I’ve long loved poetry, but – despite the usual embarrassing teenage attempts – I’ve never much written it. I guess that unfortunate teenage poetry stayed with me; I didn’t want to revisit what I’d written then, and it didn’t really occur to me that (of course) what I would write now would be different.
This changed in 2015. I can’t remember where the idea came from, but in mid-March I embarked on a plan to write a poem a day for thirty days. It was funny timing: my poem-a-day month included the first part of April, National Poetry Month, which I didn’t know when I began; and I discovered, too, that there were others doing poem-a-day.
I learned a few things in doing poem-a-day. First, the only way (for me) to do this was to give up any attachment to the poems being any good. A lot of the poems I wrote in this period were as bad as those I wrote as a teenager.
But I also discovered that – like drawing – writing poetry made me really look at the world around me; it drew me to actively observe rather than passively receive.

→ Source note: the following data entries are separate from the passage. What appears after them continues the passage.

//! Floppy Disk Image Assembly Engine
//!
//! Builds and manipulates the raw disk images used to bootstrap the OS and
//! its companion assembler on emulated floppy hardware.
//!
//! # Overview
//!
//! A floppy image is a flat binary file, byte-addressable, with no header;
//! structure comes entirely from a [`SectorMap`] that assigns named sector
//! ranges to the logical payload sections (boot sector, kernel, program,
//! source file, assembled output). This crate provides:
//! - Sector/address arithmetic over fixed-size sectors
//! - Blank-disk initialization and bounded block copies between files
//! - Trailing-zero trimming of extracted binaries to a 16-byte boundary
//! - Bootable floppy assembly from the four input binaries
//! - The operator-confirmed compile pipeline used to rebuild the OS with
//!   its own assembler
//!
//! # Architecture
//!
//! The implementation is layered:
//! 1. **Sector layer** - ranges, maps, and the fixed floppy geometry
//! 2. **Image layer** - blank-disk creation and raw block copies
//! 3. **Assembly layer** - section placement, extraction, and trimming
//! 4. **Pipeline layer** - the multi-stage compile orchestration
//!
//! # Usage
//!
//! ```ignore
//! use floppyforge_disk::{create_bootable_floppy, FloppyBuildRequest, SectorMap};
//!
//! create_bootable_floppy(&FloppyBuildRequest {
//!     image: "disks/os.vfd".into(),
//!     boot_bin: "boot.bin".into(),
//!     kernel_bin: "kernel.bin".into(),
//!     program_bin: "asm.bin".into(),
//!     source_file: "kernel.asm".into(),
//!     map: SectorMap::default(),
//! })?;
//! ```
//!
//! All operations are synchronous and single-threaded; the engine provides
//! no locking, so callers must not run concurrent operations against the
//! same image path.

#![warn(missing_docs)]

pub mod error;
pub mod sector;
pub mod map;
pub mod image;
pub mod trim;
pub mod floppy;
pub mod pipeline;
pub mod prompter;
pub mod version;

pub use error::{DiskError, Result};
pub use sector::{SectorRange, FLOPPY_BYTES_PER_SECTOR, FLOPPY_SIZE};
pub use map::SectorMap;

// High-level API exports
pub use image::{copy_block, create_blank_disk, CopyRequest};
pub use trim::trim_trailing_zeros;
pub use floppy::{create_bootable_floppy, extract_assembled, friendly_size, FloppyBuildRequest};
pub use pipeline::{compile_os, CompileOutcome, CompileRequest, CompileStage};
pub use prompter::{Prompter, ScriptedPrompter};
pub use version::VersionInfo;
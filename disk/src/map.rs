//! Sector map describing what lives where on the floppy image

use crate::error::{DiskError, Result};
use crate::sector::SectorRange;
use log::debug;
use serde::{Deserialize, Serialize};
use std::fs;
use std::path::Path;

/// Sectors needed for a 28K section
pub const SECTORS_FOR_28K: u64 = 56;

/// Sectors needed for a 1 MB section
pub const SECTORS_FOR_1MB: u64 = 2000;

/// Named assignment of sector ranges to the logical payload sections of one
/// floppy image (each sector on a floppy is 512 bytes).
///
/// The default layout:
///
/// | Logical sectors | Address               | Description                     |
/// | --------------- | --------------------- | ------------------------------- |
/// | 0               | `0x000000-0x0001FF`   | Boot sector                     |
/// | 1-56            | `0x000200-0x0071FF`   | Kernel (28K, 56 sectors)        |
/// | 57-112          | `0x007200-0x00E1FF`   | Program (28K, 56 sectors)       |
/// | 113-2112        | `0x00E200-0x1081FF`   | Source file (1MB, 2000 sectors) |
/// | 2113-2168       | `0x108200-0x10F1FF`   | Assembled file (written) (28K)  |
///
/// The program section carries whichever binary the kernel hands control to:
/// the assembler during compile runs, or a compiled test payload.
#[derive(Debug, Clone, PartialEq, Eq, Serialize, Deserialize)]
#[serde(rename_all = "camelCase")]
pub struct SectorMap {
    /// Boot sector range
    pub boot_sector: SectorRange,

    /// Kernel binary range
    pub kernel_sector: SectorRange,

    /// Program binary range (assembler or test payload)
    pub program_sector: SectorRange,

    /// Source file range (input to the assembler)
    pub source_file_sector: SectorRange,

    /// Assembled output range (written by the assembler)
    pub assembled_file_sector: SectorRange,
}

impl Default for SectorMap {
    fn default() -> Self {
        let boot_sector = SectorRange::floppy(0, 1);
        let kernel_sector = SectorRange::floppy(boot_sector.end_sector() + 1, SECTORS_FOR_28K);
        let program_sector = SectorRange::floppy(kernel_sector.end_sector() + 1, SECTORS_FOR_28K);
        let source_file_sector =
            SectorRange::floppy(program_sector.end_sector() + 1, SECTORS_FOR_1MB);
        let assembled_file_sector =
            SectorRange::floppy(source_file_sector.end_sector() + 1, SECTORS_FOR_28K);

        Self {
            boot_sector,
            kernel_sector,
            program_sector,
            source_file_sector,
            assembled_file_sector,
        }
    }
}

impl SectorMap {
    /// Parses a map from its JSON form and validates it.
    ///
    /// Either the whole document parses into a valid map or the operation
    /// fails; there is no partial or defaulted merge.
    pub fn from_json_str(json: &str) -> Result<Self> {
        let map: SectorMap = serde_json::from_str(json).map_err(|err| DiskError::InvalidSectorMap {
            detail: err.to_string(),
        })?;
        map.validate()?;
        Ok(map)
    }

    /// Reads and parses a map from a JSON file.
    pub fn from_json_file(path: &Path) -> Result<Self> {
        let json = fs::read_to_string(path).map_err(|err| match err.kind() {
            std::io::ErrorKind::NotFound => DiskError::NotFound {
                path: path.to_path_buf(),
            },
            _ => DiskError::Io(err),
        })?;
        let map = Self::from_json_str(&json).map_err(|err| match err {
            DiskError::InvalidSectorMap { detail } => DiskError::InvalidSectorMap {
                detail: format!("{}: {detail}", path.display()),
            },
            other => other,
        })?;
        debug!("loaded sector map from {}", path.display());
        Ok(map)
    }

    /// Checks that every section has a nonzero sector count and that no two
    /// sections overlap.
    pub fn validate(&self) -> Result<()> {
        let sections = self.sections();

        for (name, range) in &sections {
            if range.sector_count == 0 {
                return Err(DiskError::InvalidSectorMap {
                    detail: format!("section '{name}' has a zero sector count"),
                });
            }
        }

        for (i, (name, range)) in sections.iter().enumerate() {
            for (other_name, other) in &sections[i + 1..] {
                if range.overlaps(other) {
                    return Err(DiskError::InvalidSectorMap {
                        detail: format!("sections '{name}' and '{other_name}' overlap"),
                    });
                }
            }
        }

        Ok(())
    }

    /// The named sections in layout order.
    pub fn sections(&self) -> [(&'static str, SectorRange); 5] {
        [
            ("boot", self.boot_sector),
            ("kernel", self.kernel_sector),
            ("program", self.program_sector),
            ("source file", self.source_file_sector),
            ("assembled file", self.assembled_file_sector),
        ]
    }
}

#[cfg(test)]
mod tests {
    use super::*;

    #[test]
    fn default_layout_is_contiguous() {
        let map = SectorMap::default();
        assert_eq!(map.boot_sector, SectorRange::floppy(0, 1));
        assert_eq!(map.kernel_sector, SectorRange::floppy(1, 56));
        assert_eq!(map.program_sector, SectorRange::floppy(57, 56));
        assert_eq!(map.source_file_sector, SectorRange::floppy(113, 2000));
        assert_eq!(map.assembled_file_sector, SectorRange::floppy(2113, 56));
    }

    #[test]
    fn default_layout_addresses() {
        let map = SectorMap::default();
        assert_eq!(map.kernel_sector.start_address(), 0x200);
        assert_eq!(map.program_sector.start_address(), 0x7200);
        assert_eq!(map.source_file_sector.start_address(), 0xE200);
        assert_eq!(map.assembled_file_sector.start_address(), 0x108200);
    }

    #[test]
    fn default_layout_validates() {
        SectorMap::default().validate().unwrap();
    }

    #[test]
    fn parses_the_documented_json_shape() {
        let json = r#"{
            "bootSector": { "startSector": 0, "sectorCount": 1 },
            "kernelSector": { "startSector": 1, "sectorCount": 1 },
            "programSector": { "startSector": 2, "sectorCount": 2 },
            "sourceFileSector": { "startSector": 4, "sectorCount": 3 },
            "assembledFileSector": { "startSector": 7, "sectorCount": 4 }
        }"#;

        let map = SectorMap::from_json_str(json).unwrap();
        assert_eq!(map.boot_sector, SectorRange::floppy(0, 1));
        assert_eq!(map.program_sector, SectorRange::floppy(2, 2));
        assert_eq!(map.assembled_file_sector, SectorRange::floppy(7, 4));
    }

    #[test]
    fn parses_an_explicit_sector_size() {
        let json = r#"{
            "bootSector": { "startSector": 0, "sectorCount": 1, "bytesPerSector": 128 },
            "kernelSector": { "startSector": 1, "sectorCount": 1, "bytesPerSector": 128 },
            "programSector": { "startSector": 2, "sectorCount": 2, "bytesPerSector": 128 },
            "sourceFileSector": { "startSector": 4, "sectorCount": 3, "bytesPerSector": 128 },
            "assembledFileSector": { "startSector": 7, "sectorCount": 4, "bytesPerSector": 128 }
        }"#;

        let map = SectorMap::from_json_str(json).unwrap();
        assert_eq!(map.kernel_sector.bytes_per_sector, 128);
        assert_eq!(map.kernel_sector.start_address(), 128);
    }

    #[test]
    fn rejects_malformed_json() {
        let err = SectorMap::from_json_str("{ not json").unwrap_err();
        assert!(matches!(err, DiskError::InvalidSectorMap { .. }));
    }

    #[test]
    fn rejects_a_missing_section() {
        let json = r#"{
            "bootSector": { "startSector": 0, "sectorCount": 1 },
            "kernelSector": { "startSector": 1, "sectorCount": 56 }
        }"#;

        let err = SectorMap::from_json_str(json).unwrap_err();
        assert!(matches!(err, DiskError::InvalidSectorMap { .. }));
    }

    #[test]
    fn rejects_overlapping_sections() {
        let json = r#"{
            "bootSector": { "startSector": 0, "sectorCount": 2 },
            "kernelSector": { "startSector": 1, "sectorCount": 56 },
            "programSector": { "startSector": 57, "sectorCount": 56 },
            "sourceFileSector": { "startSector": 113, "sectorCount": 2000 },
            "assembledFileSector": { "startSector": 2113, "sectorCount": 56 }
        }"#;

        let err = SectorMap::from_json_str(json).unwrap_err();
        let message = err.to_string();
        assert!(message.contains("'boot' and 'kernel' overlap"), "{message}");
    }

    #[test]
    fn rejects_a_zero_sector_count() {
        let mut map = SectorMap::default();
        map.program_sector.sector_count = 0;
        let err = map.validate().unwrap_err();
        assert!(err.to_string().contains("zero sector count"));
    }
}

And I found, too, that words and rhythm came more easily with practice. I started by writing haiku, because it is short and I knew how. The more I wrote, the more my language naturally came out in 5/7/5. When I decided to try other formats, towards the end of my month, the consciousness of rhythm transferred easily to those as well.
I didn’t stick with poem-a-day after my 30 days were up, but I did keep writing poetry. Mostly it’s still not very good. But the practice of writing it has given me so many gifts, I cannot give it up.